(Stored data)

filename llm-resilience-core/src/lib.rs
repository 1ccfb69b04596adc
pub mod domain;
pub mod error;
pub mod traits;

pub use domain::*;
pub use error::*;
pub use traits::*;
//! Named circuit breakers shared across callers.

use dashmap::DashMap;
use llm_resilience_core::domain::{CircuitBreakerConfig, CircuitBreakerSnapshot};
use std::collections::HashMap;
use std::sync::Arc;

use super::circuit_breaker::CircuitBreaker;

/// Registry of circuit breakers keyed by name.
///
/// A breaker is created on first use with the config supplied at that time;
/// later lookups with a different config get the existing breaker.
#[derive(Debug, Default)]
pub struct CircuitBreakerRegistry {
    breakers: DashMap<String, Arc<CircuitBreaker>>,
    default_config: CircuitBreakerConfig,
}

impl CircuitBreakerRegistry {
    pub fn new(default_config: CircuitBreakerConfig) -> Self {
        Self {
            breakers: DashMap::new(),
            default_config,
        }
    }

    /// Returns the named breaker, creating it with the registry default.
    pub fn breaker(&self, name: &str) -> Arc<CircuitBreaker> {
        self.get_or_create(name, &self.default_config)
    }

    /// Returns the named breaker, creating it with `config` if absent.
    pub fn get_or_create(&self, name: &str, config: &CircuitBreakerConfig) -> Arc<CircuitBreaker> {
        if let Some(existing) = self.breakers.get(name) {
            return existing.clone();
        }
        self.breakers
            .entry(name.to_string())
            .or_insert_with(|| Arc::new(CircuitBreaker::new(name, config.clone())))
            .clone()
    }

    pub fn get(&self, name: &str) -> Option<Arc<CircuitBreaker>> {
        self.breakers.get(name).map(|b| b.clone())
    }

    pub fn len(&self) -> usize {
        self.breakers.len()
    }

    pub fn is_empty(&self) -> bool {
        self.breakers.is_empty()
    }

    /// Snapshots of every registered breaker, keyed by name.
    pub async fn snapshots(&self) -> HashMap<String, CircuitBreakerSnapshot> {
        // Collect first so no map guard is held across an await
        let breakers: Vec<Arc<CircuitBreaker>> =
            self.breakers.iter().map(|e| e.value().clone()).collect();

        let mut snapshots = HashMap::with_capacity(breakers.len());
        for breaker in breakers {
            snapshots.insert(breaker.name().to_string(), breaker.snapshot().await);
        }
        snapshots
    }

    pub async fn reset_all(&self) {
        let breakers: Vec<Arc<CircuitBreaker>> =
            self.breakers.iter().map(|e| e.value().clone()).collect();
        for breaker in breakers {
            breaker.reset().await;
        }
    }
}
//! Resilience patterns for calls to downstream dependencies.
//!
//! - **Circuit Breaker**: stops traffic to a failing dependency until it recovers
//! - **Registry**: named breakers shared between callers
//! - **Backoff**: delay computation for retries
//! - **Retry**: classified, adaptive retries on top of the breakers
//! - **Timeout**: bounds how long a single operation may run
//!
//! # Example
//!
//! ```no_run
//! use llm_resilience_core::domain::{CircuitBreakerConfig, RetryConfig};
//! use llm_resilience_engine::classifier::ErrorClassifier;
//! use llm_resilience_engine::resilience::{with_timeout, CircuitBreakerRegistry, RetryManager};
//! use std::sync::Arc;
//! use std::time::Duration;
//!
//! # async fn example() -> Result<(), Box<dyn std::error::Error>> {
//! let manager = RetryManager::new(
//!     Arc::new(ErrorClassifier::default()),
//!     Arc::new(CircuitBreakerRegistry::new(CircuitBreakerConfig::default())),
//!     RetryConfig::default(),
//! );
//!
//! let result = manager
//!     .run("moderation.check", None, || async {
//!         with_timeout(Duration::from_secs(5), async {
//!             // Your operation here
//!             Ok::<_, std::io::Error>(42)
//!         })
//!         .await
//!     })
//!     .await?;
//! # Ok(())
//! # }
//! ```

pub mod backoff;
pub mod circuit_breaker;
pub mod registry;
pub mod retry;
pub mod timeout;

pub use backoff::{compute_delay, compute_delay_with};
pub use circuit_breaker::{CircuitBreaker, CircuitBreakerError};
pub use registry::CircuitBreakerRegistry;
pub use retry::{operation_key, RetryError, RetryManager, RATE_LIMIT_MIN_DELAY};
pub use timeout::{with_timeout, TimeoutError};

■ What you need to do: Write out an exact transcription of the line with "pub mod circuit_breaker;" and of each line after it; stop at the end of the records.

■ Output of the exercise:
pub mod circuit_breaker;
pub mod registry;
pub mod retry;
pub mod timeout;

pub use backoff::{compute_delay, compute_delay_with};
pub use circuit_breaker::{CircuitBreaker, CircuitBreakerError};
pub use registry::CircuitBreakerRegistry;
pub use retry::{operation_key, RetryError, RetryManager, RATE_LIMIT_MIN_DELAY};
pub use timeout::{with_timeout, TimeoutError};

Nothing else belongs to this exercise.